Barclays is being sued in a test case stemming from the wider Libor scandal which is being closely watched for its impact on other possible claims against banks involved in the manipulation of the benchmark interest rate.
The dispute centres on allegations made by Wolverhampton-based Guardian Care Homes that Barclays mis-sold them interest-rate swaps, which were pegged to the Libor benchmark rate that was being rigged. Barclays denies all the allegations.
A trial was due to begin in October but has now been delayed until next April to allow Barclays’ case to be heard by the Court of Appeal this summer.
Barclays will try to challenge last year’s decision by Mr Justice Flaux who allowed Guardian Care Homes to augment its claims to include the allegation of “false and fraudulent representation”.

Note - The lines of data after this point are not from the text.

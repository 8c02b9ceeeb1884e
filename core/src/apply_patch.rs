//! The `apply_patch` internal command: applies a structured patch
//! envelope to the filesystem, confined to the step's working directory.
//!
//! Envelope grammar:
//!
//! ```text
//! *** Begin Patch
//! *** Add File: relative/path
//! +file contents, one line per `+`
//! *** Update File: relative/path
//! *** Move to: new/relative/path        (optional)
//! @@ optional locator text
//!  context line
//! -removed line
//! +added line
//! *** Delete File: relative/path
//! *** End Patch
//! ```

use std::path::Component;
use std::path::Path;
use std::path::PathBuf;

use async_trait::async_trait;

use crate::error::AgentErr;
use crate::error::Result;
use crate::exec::CommandOutcome;
use crate::internal_commands::InternalCommand;
use crate::internal_commands::InternalCommandRequest;

const BEGIN_MARKER: &str = "*** Begin Patch";
const END_MARKER: &str = "*** End Patch";
const ADD_MARKER: &str = "*** Add File: ";
const DELETE_MARKER: &str = "*** Delete File: ";
const UPDATE_MARKER: &str = "*** Update File: ";
const MOVE_MARKER: &str = "*** Move to: ";

pub struct ApplyPatchCommand;

#[async_trait]
impl InternalCommand for ApplyPatchCommand {
    fn name(&self) -> &'static str {
        "apply_patch"
    }

    async fn run(&self, req: InternalCommandRequest) -> Result<CommandOutcome> {
        let Some(start) = req.raw.find(BEGIN_MARKER) else {
            return Err(AgentErr::InternalCommand(format!(
                "apply_patch: missing `{BEGIN_MARKER}` envelope"
            )));
        };
        let summary = apply_patch(&req.raw[start..], &req.cwd)?;
        Ok(CommandOutcome {
            stdout: summary,
            exit_code: Some(0),
            ..Default::default()
        })
    }
}

#[derive(Debug, PartialEq)]
enum Hunk {
    Add {
        path: String,
        contents: String,
    },
    Delete {
        path: String,
    },
    Update {
        path: String,
        move_to: Option<String>,
        chunks: Vec<Chunk>,
    },
}

/// One `@@` section of an update hunk: the lines to find and what to
/// replace them with.
#[derive(Debug, Default, PartialEq)]
struct Chunk {
    old_lines: Vec<String>,
    new_lines: Vec<String>,
}

/// Parse and apply a patch envelope rooted at `root`. Returns a per-file
/// summary for the observation.
pub fn apply_patch(patch: &str, root: &Path) -> Result<String> {
    let hunks = parse_patch(patch)?;
    if hunks.is_empty() {
        return Err(AgentErr::InternalCommand(
            "apply_patch: patch contains no file sections".to_string(),
        ));
    }
    let mut summary = Vec::new();
    for hunk in &hunks {
        match hunk {
            Hunk::Add { path, contents } => {
                let target = resolve(root, path)?;
                if let Some(parent) = target.parent() {
                    std::fs::create_dir_all(parent)?;
                }
                std::fs::write(&target, contents)?;
                summary.push(format!("A {path}"));
            }
            Hunk::Delete { path } => {
                let target = resolve(root, path)?;
                std::fs::remove_file(&target).map_err(|err| {
                    AgentErr::InternalCommand(format!("apply_patch: delete {path}: {err}"))
                })?;
                summary.push(format!("D {path}"));
            }
            Hunk::Update {
                path,
                move_to,
                chunks,
            } => {
                let source = resolve(root, path)?;
                let original = std::fs::read_to_string(&source).map_err(|err| {
                    AgentErr::InternalCommand(format!("apply_patch: read {path}: {err}"))
                })?;
                let updated = apply_chunks(&original, chunks, path)?;
                match move_to {
                    Some(new_path) => {
                        let target = resolve(root, new_path)?;
                        if let Some(parent) = target.parent() {
                            std::fs::create_dir_all(parent)?;
                        }
                        std::fs::write(&target, updated)?;
                        std::fs::remove_file(&source)?;
                        summary.push(format!("R {path} -> {new_path}"));
                    }
                    None => {
                        std::fs::write(&source, updated)?;
                        summary.push(format!("M {path}"));
                    }
                }
            }
        }
    }
    Ok(format!(
        "applied patch to {} file(s)\n{}",
        summary.len(),
        summary.join("\n")
    ))
}

fn parse_patch(patch: &str) -> Result<Vec<Hunk>> {
    let mut lines = patch.lines();
    loop {
        match lines.next() {
            Some(line) if line.trim() == BEGIN_MARKER => break,
            Some(_) => continue,
            None => {
                return Err(AgentErr::InternalCommand(format!(
                    "apply_patch: missing `{BEGIN_MARKER}`"
                )))
            }
        }
    }

    let mut hunks = Vec::new();
    let mut saw_end = false;
    let mut pending: Option<Hunk> = None;

    for line in lines {
        if line.trim() == END_MARKER {
            saw_end = true;
            break;
        }
        if let Some(path) = line.strip_prefix(ADD_MARKER) {
            flush(&mut hunks, pending.take());
            pending = Some(Hunk::Add {
                path: path.trim().to_string(),
                contents: String::new(),
            });
        } else if let Some(path) = line.strip_prefix(DELETE_MARKER) {
            flush(&mut hunks, pending.take());
            hunks.push(Hunk::Delete {
                path: path.trim().to_string(),
            });
        } else if let Some(path) = line.strip_prefix(UPDATE_MARKER) {
            flush(&mut hunks, pending.take());
            pending = Some(Hunk::Update {
                path: path.trim().to_string(),
                move_to: None,
                chunks: Vec::new(),
            });
        } else if let Some(new_path) = line.strip_prefix(MOVE_MARKER) {
            match &mut pending {
                Some(Hunk::Update { move_to, .. }) => {
                    *move_to = Some(new_path.trim().to_string());
                }
                _ => {
                    return Err(AgentErr::InternalCommand(
                        "apply_patch: `*** Move to:` outside an update section".to_string(),
                    ))
                }
            }
        } else {
            match &mut pending {
                Some(Hunk::Add { contents, .. }) => {
                    let Some(body) = line.strip_prefix('+') else {
                        return Err(AgentErr::InternalCommand(format!(
                            "apply_patch: add sections only take `+` lines, got: {line}"
                        )));
                    };
                    contents.push_str(body);
                    contents.push('\n');
                }
                Some(Hunk::Update { chunks, .. }) => {
                    if line.starts_with("@@") {
                        chunks.push(Chunk::default());
                        continue;
                    }
                    if chunks.is_empty() {
                        chunks.push(Chunk::default());
                    }
                    let Some(chunk) = chunks.last_mut() else {
                        continue;
                    };
                    if let Some(body) = line.strip_prefix('+') {
                        chunk.new_lines.push(body.to_string());
                    } else if let Some(body) = line.strip_prefix('-') {
                        chunk.old_lines.push(body.to_string());
                    } else {
                        let body = line.strip_prefix(' ').unwrap_or(line);
                        chunk.old_lines.push(body.to_string());
                        chunk.new_lines.push(body.to_string());
                    }
                }
                _ => {
                    if !line.trim().is_empty() {
                        return Err(AgentErr::InternalCommand(format!(
                            "apply_patch: content outside a file section: {line}"
                        )));
                    }
                }
            }
        }
    }

    if !saw_end {
        return Err(AgentErr::InternalCommand(format!(
            "apply_patch: missing `{END_MARKER}`"
        )));
    }
    flush(&mut hunks, pending.take());
    Ok(hunks)
}

fn flush(hunks: &mut Vec<Hunk>, pending: Option<Hunk>) {
    if let Some(hunk) = pending {
        hunks.push(hunk);
    }
}

fn apply_chunks(original: &str, chunks: &[Chunk], path: &str) -> Result<String> {
    let mut lines: Vec<String> = original.lines().map(str::to_string).collect();
    let ends_with_newline = original.ends_with('\n') || original.is_empty();
    let mut search_from = 0usize;

    for chunk in chunks {
        if chunk.old_lines.is_empty() {
            // Pure insertion without context: append at the end.
            lines.extend(chunk.new_lines.iter().cloned());
            continue;
        }
        let found = (search_from..=lines.len().saturating_sub(chunk.old_lines.len()))
            .find(|&i| lines[i..i + chunk.old_lines.len()] == chunk.old_lines[..]);
        let Some(at) = found else {
            return Err(AgentErr::InternalCommand(format!(
                "apply_patch: context not found in {path}: {:?}",
                chunk.old_lines.first()
            )));
        };
        lines.splice(at..at + chunk.old_lines.len(), chunk.new_lines.iter().cloned());
        search_from = at + chunk.new_lines.len();
    }

    let mut out = lines.join("\n");
    if ends_with_newline && !out.is_empty() {
        out.push('\n');
    }
    Ok(out)
}

/// Join a patch path onto the root, rejecting anything that would escape
/// it. Absolute paths and `..` components are refused outright.
fn resolve(root: &Path, rel: &str) -> Result<PathBuf> {
    let candidate = Path::new(rel);
    if candidate.is_absolute() {
        return Err(AgentErr::InternalCommand(format!(
            "apply_patch: absolute paths are not allowed: {rel}"
        )));
    }
    for component in candidate.components() {
        match component {
            Component::Normal(_) | Component::CurDir => {}
            _ => {
                return Err(AgentErr::InternalCommand(format!(
                    "apply_patch: path escapes the working directory: {rel}"
                )))
            }
        }
    }
    Ok(root.join(candidate))
}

The High Court on Monday was told by Tim Lord QC, acting for the claimants, that Barclays had set up a regulatory inquiry as well as another internal probe relating to employees known as the Libor Investigation Employee Review Committee (LIER).
Barclays had handed over disclosure of minutes from the LIER committee which had been set up by Barclays in mid 2012 – some of which had been redacted, the hearing was told.
In written arguments submitted to the court, the care home group claims that Barclays has now “conceded the existence of three Libor-related investigations and two Libor-related internal committees”.
About 200,000 documents are expected to be disclosed by Barclays and up to 20 witnesses could be called by the bank in the trial next year, which could last longer than six weeks, the hearing was told.
Mr Lord told the court that Barclays was demanding “micro details” from the care home group, which was “taking on the burden of a test case against one of the biggest banks in the world”.
Regulators across the globe probe alleged manipulation by US and European banks of the London interbank offered rate and other key benchmark lending rates
Barclays paid a £290m fine in June when it became the first bank to settle allegations that it tried to manipulate Libor and other benchmark interest rates.
Guardian Care Homes had initially sued Barclays for up to £38m for alleged mis-selling of two interest rate swaps in 2007 and 2008. The operator of 27 care homes had bought the swaps to refinance two loans with Barclays.
Barclays’ Court of Appeal case is likely to be heard alongside another legal dispute in which Unitech, an Indian property company, was refused permission to add Libor claims to its lawsuit against Deutsche Bank.
Barclays said after the hearing it had obtained permission from the Court of Appeal to challenge Mr Justice Flaux’s ruling on the Libor claims.
However, in a statement Gary Hartland, chief executive of Guardian Care Homes, called the move by Barclays a “hugely opportunistic appeal”, which had been lodged five months after the original decision by the High Court.